== EXTRACTED DATA ==
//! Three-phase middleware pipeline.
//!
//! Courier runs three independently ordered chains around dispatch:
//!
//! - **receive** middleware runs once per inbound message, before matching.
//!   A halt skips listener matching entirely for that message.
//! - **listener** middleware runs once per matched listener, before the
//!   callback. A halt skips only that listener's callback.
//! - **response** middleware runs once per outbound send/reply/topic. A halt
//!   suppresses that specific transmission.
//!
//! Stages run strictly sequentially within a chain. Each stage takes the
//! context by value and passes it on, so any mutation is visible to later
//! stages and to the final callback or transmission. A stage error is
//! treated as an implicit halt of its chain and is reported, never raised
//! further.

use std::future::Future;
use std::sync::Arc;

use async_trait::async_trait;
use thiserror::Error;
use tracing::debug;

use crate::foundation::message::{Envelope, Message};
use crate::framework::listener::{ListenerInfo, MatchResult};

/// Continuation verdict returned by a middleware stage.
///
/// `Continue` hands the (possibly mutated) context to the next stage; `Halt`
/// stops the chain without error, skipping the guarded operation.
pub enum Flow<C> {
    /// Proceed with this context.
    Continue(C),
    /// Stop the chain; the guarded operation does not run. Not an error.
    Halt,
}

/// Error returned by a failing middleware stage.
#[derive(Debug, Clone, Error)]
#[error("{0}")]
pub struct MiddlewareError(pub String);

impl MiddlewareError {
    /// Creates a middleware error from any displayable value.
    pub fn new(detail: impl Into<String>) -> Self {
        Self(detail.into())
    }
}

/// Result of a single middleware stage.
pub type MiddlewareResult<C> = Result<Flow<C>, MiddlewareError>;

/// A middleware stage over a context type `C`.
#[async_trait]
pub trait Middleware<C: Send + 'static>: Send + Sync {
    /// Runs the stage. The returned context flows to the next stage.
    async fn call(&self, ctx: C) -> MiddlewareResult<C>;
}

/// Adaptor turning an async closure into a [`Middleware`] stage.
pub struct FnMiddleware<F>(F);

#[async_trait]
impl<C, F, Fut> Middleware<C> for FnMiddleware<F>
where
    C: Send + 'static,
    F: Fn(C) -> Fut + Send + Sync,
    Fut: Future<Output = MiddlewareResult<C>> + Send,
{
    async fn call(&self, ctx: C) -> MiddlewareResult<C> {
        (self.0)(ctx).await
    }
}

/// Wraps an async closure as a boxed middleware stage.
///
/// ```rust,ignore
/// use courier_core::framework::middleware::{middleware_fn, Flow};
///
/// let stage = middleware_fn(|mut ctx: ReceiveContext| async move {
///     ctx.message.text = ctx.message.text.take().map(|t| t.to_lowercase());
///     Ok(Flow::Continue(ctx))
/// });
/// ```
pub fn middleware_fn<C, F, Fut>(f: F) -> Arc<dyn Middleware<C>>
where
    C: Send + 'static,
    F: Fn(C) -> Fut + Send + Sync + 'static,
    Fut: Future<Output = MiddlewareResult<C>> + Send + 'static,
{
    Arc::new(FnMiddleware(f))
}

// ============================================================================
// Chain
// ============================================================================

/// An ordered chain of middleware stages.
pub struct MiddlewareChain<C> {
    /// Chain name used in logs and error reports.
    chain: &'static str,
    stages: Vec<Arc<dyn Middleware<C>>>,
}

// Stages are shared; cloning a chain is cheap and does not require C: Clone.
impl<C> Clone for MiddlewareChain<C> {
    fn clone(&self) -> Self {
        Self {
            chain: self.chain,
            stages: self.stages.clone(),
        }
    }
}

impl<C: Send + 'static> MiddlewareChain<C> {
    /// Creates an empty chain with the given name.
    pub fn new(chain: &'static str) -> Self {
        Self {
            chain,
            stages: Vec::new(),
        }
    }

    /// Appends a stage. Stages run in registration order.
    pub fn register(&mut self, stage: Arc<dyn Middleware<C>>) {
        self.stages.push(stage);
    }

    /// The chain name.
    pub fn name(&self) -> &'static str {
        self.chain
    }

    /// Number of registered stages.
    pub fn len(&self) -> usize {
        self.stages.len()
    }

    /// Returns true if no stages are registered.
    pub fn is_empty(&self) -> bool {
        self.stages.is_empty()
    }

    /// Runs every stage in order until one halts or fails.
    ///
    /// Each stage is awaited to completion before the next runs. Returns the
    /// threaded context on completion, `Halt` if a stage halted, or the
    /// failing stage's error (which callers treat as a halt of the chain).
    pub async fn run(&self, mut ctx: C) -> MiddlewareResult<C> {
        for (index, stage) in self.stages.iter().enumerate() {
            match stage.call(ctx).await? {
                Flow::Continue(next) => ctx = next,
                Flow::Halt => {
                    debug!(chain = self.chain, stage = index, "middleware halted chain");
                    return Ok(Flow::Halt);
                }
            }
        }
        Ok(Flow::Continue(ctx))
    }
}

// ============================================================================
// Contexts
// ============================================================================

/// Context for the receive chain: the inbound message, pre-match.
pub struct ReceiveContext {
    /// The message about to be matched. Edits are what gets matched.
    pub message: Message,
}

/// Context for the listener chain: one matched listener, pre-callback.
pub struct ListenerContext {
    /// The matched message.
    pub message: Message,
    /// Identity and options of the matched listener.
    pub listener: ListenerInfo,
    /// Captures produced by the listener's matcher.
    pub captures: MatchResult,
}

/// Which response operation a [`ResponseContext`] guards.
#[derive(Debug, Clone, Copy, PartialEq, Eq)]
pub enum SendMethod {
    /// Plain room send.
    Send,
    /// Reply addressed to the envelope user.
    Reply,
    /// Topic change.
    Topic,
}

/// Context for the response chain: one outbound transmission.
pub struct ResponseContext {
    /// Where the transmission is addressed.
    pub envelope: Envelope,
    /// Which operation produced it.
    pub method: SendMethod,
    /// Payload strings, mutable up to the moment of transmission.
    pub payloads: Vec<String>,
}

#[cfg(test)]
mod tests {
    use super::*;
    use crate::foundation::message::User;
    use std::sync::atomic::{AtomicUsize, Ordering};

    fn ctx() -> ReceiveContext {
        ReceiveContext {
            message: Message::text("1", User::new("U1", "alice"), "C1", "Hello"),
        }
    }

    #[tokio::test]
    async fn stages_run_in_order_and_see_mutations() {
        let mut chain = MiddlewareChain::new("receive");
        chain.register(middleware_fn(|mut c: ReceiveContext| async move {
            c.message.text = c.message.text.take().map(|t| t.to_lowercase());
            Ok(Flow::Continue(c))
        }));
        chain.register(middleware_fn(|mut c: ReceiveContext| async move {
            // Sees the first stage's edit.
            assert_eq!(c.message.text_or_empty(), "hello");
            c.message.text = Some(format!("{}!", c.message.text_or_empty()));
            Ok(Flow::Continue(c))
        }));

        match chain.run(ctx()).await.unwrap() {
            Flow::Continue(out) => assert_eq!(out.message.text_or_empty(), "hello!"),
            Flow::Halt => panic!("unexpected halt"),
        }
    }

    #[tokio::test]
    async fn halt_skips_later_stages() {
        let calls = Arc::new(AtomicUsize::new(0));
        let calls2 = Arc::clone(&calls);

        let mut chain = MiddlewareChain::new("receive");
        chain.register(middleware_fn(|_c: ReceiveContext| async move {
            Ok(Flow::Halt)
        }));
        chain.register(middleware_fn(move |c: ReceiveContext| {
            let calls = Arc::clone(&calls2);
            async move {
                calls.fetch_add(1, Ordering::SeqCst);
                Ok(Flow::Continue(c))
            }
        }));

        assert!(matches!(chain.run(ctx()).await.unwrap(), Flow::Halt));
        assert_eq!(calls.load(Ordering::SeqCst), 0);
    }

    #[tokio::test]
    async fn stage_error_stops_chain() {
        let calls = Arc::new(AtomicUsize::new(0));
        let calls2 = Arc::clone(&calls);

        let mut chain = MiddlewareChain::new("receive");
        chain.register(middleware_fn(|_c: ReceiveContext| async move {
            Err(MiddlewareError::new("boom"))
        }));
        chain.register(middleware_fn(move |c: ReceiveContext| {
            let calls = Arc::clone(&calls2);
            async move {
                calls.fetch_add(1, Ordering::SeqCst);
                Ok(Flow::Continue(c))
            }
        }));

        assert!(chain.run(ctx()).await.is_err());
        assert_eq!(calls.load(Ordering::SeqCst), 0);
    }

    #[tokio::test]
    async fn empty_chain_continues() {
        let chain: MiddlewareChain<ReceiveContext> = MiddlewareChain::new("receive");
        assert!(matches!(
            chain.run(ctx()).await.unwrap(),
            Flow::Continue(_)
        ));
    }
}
===
== EXTRACTED DATA ==
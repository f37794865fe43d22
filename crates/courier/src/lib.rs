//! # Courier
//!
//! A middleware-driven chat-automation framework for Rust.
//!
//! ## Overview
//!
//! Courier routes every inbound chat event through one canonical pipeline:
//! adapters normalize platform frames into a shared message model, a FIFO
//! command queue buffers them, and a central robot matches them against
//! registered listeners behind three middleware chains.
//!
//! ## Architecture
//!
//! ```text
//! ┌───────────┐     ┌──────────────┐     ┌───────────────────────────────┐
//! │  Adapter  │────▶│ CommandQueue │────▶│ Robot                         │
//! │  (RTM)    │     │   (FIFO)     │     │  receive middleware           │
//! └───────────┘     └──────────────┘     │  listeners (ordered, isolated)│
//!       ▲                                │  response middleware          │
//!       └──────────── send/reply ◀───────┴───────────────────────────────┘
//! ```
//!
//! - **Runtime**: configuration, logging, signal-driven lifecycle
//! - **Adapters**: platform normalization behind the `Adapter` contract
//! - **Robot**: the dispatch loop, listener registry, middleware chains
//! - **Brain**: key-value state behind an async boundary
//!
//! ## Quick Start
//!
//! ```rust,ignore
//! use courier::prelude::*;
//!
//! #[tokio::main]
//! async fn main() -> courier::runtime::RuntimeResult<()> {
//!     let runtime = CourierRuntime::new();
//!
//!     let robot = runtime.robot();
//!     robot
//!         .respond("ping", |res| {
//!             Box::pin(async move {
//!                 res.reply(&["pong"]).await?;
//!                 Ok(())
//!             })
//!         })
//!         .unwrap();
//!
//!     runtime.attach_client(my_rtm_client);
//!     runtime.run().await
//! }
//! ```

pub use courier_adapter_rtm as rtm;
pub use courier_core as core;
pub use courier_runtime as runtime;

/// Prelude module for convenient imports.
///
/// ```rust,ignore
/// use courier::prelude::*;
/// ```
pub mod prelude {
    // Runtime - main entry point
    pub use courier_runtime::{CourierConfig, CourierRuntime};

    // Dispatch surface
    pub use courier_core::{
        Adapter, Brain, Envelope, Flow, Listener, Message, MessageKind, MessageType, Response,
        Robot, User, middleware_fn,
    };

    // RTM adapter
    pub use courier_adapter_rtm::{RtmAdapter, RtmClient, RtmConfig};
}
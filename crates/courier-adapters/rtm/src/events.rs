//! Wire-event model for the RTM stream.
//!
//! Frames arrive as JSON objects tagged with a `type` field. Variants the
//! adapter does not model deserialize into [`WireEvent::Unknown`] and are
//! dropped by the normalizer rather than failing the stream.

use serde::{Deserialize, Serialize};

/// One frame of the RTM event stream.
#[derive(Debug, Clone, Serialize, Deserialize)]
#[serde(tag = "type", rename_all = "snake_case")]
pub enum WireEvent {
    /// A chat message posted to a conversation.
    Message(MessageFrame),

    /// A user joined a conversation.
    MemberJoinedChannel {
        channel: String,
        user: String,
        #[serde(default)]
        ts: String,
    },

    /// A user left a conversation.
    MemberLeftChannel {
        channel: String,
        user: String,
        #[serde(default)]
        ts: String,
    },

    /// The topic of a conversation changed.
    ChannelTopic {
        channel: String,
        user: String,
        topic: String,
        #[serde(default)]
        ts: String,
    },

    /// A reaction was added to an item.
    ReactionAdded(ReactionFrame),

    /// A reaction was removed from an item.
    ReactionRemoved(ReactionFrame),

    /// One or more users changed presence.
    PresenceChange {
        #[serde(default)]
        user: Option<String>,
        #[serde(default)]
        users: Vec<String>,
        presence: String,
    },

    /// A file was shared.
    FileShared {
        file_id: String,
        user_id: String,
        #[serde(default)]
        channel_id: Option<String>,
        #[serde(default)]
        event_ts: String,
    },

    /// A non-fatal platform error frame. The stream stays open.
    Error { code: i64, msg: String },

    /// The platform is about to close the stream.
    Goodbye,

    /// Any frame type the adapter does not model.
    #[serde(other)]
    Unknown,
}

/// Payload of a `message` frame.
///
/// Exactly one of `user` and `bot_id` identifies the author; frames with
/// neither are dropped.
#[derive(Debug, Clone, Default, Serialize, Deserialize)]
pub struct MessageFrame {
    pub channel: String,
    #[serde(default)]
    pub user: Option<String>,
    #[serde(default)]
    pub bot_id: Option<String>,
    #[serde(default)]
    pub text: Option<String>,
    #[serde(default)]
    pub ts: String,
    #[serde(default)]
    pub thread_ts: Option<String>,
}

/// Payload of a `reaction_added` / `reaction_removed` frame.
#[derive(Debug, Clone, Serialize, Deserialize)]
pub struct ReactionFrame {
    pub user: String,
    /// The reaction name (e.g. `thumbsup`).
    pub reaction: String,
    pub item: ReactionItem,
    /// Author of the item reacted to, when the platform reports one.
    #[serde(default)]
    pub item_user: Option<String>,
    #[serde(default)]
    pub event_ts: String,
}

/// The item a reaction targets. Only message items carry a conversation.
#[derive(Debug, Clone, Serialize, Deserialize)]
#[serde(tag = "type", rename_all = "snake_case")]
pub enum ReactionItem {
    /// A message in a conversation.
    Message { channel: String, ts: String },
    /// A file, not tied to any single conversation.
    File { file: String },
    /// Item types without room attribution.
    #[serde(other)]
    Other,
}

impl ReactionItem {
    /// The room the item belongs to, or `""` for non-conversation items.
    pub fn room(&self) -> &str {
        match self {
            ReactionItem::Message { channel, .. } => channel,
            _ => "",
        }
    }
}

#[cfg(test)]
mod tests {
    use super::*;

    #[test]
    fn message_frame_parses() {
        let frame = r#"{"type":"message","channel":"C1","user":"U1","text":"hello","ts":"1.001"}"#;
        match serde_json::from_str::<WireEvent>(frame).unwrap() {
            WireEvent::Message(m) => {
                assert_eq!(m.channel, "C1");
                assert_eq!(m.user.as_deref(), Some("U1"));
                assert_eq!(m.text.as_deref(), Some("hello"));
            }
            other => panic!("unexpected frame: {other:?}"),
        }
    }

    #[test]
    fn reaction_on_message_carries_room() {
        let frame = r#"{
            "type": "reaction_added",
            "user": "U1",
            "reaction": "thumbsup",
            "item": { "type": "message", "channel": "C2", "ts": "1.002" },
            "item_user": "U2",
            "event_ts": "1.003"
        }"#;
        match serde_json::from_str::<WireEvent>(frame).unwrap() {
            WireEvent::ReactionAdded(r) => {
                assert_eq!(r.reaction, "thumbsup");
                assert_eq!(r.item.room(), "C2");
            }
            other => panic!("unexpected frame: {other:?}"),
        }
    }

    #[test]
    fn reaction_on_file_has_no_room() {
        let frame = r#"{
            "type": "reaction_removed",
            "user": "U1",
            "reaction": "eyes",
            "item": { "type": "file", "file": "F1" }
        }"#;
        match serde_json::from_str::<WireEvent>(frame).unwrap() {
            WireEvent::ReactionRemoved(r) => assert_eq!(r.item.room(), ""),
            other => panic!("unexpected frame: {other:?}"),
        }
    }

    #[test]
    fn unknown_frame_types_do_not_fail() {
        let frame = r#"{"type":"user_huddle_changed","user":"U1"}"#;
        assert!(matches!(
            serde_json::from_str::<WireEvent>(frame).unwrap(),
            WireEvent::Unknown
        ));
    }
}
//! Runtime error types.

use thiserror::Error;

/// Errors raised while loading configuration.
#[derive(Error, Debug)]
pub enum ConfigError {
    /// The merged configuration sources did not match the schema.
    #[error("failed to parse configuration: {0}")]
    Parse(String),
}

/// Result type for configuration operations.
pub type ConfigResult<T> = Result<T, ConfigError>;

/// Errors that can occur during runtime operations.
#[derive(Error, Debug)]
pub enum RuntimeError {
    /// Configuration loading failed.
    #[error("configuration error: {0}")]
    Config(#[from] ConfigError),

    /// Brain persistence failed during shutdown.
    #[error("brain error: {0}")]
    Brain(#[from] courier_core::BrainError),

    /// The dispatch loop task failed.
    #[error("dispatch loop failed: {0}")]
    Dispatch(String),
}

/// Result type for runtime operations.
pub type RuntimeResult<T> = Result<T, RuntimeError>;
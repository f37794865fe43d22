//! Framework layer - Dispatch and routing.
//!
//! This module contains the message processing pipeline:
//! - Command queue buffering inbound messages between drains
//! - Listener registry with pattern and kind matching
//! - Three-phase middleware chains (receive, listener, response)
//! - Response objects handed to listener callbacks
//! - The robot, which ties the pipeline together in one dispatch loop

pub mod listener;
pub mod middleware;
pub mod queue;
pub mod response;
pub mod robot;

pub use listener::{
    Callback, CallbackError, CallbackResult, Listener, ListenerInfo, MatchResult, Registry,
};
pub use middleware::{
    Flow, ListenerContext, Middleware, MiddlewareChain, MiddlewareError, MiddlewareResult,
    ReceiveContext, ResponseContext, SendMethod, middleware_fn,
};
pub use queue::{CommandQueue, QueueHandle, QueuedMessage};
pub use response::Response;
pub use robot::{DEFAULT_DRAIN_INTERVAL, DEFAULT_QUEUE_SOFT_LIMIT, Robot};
===
== EXTRACTED DATA ==
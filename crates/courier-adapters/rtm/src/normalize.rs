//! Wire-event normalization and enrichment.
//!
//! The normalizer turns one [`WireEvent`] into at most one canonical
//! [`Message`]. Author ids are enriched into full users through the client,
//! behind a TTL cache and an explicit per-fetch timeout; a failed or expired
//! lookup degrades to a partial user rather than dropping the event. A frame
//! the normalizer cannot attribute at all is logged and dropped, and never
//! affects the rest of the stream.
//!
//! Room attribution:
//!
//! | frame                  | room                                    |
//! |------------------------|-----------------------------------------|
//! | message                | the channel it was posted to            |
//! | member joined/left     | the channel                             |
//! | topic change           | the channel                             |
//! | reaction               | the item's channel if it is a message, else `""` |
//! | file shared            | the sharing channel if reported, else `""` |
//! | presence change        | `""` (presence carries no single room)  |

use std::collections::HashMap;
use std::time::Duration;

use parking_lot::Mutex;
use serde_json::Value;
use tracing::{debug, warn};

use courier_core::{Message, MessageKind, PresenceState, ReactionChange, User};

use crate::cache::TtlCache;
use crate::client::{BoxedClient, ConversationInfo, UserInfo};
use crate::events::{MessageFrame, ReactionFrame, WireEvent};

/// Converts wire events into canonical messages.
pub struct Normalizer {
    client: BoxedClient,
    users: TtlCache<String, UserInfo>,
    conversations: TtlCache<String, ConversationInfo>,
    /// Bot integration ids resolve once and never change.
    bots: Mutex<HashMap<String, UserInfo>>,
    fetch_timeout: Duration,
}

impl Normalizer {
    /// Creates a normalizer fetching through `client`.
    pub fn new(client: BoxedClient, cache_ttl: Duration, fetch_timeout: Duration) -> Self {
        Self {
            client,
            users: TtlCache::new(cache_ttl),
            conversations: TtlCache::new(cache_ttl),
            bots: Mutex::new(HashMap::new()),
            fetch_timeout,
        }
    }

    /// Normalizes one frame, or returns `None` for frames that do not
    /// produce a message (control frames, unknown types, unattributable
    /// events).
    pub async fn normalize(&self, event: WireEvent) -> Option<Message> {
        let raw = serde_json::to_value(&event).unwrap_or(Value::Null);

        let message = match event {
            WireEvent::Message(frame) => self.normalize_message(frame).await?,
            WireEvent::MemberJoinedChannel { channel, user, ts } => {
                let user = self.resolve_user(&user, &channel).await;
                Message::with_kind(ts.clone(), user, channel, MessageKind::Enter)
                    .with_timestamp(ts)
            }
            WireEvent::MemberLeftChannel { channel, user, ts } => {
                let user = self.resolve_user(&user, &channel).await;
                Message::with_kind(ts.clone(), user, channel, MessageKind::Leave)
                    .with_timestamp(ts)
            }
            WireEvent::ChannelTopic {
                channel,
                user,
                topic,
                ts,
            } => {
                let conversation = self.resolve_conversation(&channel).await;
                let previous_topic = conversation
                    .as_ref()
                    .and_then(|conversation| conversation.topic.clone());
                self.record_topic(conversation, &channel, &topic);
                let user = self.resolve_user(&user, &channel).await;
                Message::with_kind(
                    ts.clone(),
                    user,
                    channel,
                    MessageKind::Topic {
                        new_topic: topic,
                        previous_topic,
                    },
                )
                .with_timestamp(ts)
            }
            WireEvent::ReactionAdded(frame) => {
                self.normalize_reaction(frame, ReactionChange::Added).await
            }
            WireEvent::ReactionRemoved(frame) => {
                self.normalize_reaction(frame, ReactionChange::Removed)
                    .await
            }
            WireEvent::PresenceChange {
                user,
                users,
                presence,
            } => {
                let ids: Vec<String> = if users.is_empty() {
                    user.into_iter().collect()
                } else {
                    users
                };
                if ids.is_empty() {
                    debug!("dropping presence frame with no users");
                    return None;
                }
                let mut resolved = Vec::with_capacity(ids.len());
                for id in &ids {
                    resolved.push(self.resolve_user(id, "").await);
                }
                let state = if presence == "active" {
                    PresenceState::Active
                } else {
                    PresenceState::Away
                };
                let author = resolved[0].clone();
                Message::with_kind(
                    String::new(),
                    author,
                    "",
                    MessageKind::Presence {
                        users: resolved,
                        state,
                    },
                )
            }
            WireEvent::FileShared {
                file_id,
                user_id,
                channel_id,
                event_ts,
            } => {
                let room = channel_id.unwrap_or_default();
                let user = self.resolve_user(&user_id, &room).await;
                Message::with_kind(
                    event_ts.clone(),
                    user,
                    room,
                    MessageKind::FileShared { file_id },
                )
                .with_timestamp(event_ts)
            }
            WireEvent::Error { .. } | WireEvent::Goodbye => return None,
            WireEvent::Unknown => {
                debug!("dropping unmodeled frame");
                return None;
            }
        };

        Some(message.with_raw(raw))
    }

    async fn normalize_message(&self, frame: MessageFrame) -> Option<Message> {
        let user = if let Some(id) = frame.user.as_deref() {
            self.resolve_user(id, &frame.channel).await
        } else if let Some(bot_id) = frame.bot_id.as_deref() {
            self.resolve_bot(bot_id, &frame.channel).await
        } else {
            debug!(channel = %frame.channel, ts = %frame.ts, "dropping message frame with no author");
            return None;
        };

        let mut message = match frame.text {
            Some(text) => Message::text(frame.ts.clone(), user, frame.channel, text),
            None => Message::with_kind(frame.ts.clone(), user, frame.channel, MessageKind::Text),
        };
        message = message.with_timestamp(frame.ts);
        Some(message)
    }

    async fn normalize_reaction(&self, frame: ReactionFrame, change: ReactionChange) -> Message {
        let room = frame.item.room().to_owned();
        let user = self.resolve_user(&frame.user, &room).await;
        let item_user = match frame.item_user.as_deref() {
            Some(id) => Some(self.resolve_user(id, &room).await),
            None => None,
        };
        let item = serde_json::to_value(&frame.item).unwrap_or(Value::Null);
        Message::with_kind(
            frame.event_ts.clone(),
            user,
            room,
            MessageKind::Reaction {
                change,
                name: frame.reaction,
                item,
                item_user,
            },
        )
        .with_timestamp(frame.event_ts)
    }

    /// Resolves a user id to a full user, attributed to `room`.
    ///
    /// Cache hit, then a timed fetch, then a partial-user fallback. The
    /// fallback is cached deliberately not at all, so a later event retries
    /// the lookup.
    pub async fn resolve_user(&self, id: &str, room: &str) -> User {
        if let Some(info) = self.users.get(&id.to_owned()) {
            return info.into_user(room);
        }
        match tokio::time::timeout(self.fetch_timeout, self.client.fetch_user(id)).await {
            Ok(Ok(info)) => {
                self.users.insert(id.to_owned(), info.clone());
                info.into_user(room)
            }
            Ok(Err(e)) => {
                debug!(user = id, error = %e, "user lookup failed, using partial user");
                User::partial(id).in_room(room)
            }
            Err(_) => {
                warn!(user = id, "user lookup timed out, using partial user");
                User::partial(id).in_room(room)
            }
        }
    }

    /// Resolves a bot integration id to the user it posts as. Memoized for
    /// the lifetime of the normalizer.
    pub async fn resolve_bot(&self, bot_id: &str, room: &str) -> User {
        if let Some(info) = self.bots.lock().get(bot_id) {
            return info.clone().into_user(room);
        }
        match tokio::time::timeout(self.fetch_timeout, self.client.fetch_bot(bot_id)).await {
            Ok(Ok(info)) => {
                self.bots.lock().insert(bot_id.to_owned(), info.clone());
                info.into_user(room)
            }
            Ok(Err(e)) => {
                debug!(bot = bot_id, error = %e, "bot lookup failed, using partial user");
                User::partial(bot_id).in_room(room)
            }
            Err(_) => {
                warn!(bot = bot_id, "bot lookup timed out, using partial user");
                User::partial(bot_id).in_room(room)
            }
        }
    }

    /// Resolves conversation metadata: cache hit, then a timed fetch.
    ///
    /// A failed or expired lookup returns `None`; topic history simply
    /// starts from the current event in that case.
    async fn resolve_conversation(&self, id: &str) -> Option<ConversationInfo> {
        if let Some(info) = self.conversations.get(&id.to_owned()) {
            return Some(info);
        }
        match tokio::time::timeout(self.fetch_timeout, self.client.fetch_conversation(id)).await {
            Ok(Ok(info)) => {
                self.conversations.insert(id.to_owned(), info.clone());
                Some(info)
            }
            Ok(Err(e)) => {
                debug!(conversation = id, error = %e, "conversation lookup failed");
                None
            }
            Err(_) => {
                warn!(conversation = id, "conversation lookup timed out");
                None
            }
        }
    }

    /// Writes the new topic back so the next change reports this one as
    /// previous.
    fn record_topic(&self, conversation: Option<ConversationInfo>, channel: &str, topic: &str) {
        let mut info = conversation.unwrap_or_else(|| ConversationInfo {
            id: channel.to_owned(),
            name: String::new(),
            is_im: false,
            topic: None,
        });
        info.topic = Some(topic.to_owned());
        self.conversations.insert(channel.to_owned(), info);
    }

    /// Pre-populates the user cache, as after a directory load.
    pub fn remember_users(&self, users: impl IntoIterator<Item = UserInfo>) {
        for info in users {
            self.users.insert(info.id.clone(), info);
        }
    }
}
===
Find each line in the records holding the string "bots" and show it.

    bots: Mutex<HashMap<String, UserInfo>>,
            bots: Mutex::new(HashMap::new()),
        if let Some(info) = self.bots.lock().get(bot_id) {
                self.bots.lock().insert(bot_id.to_owned(), info.clone());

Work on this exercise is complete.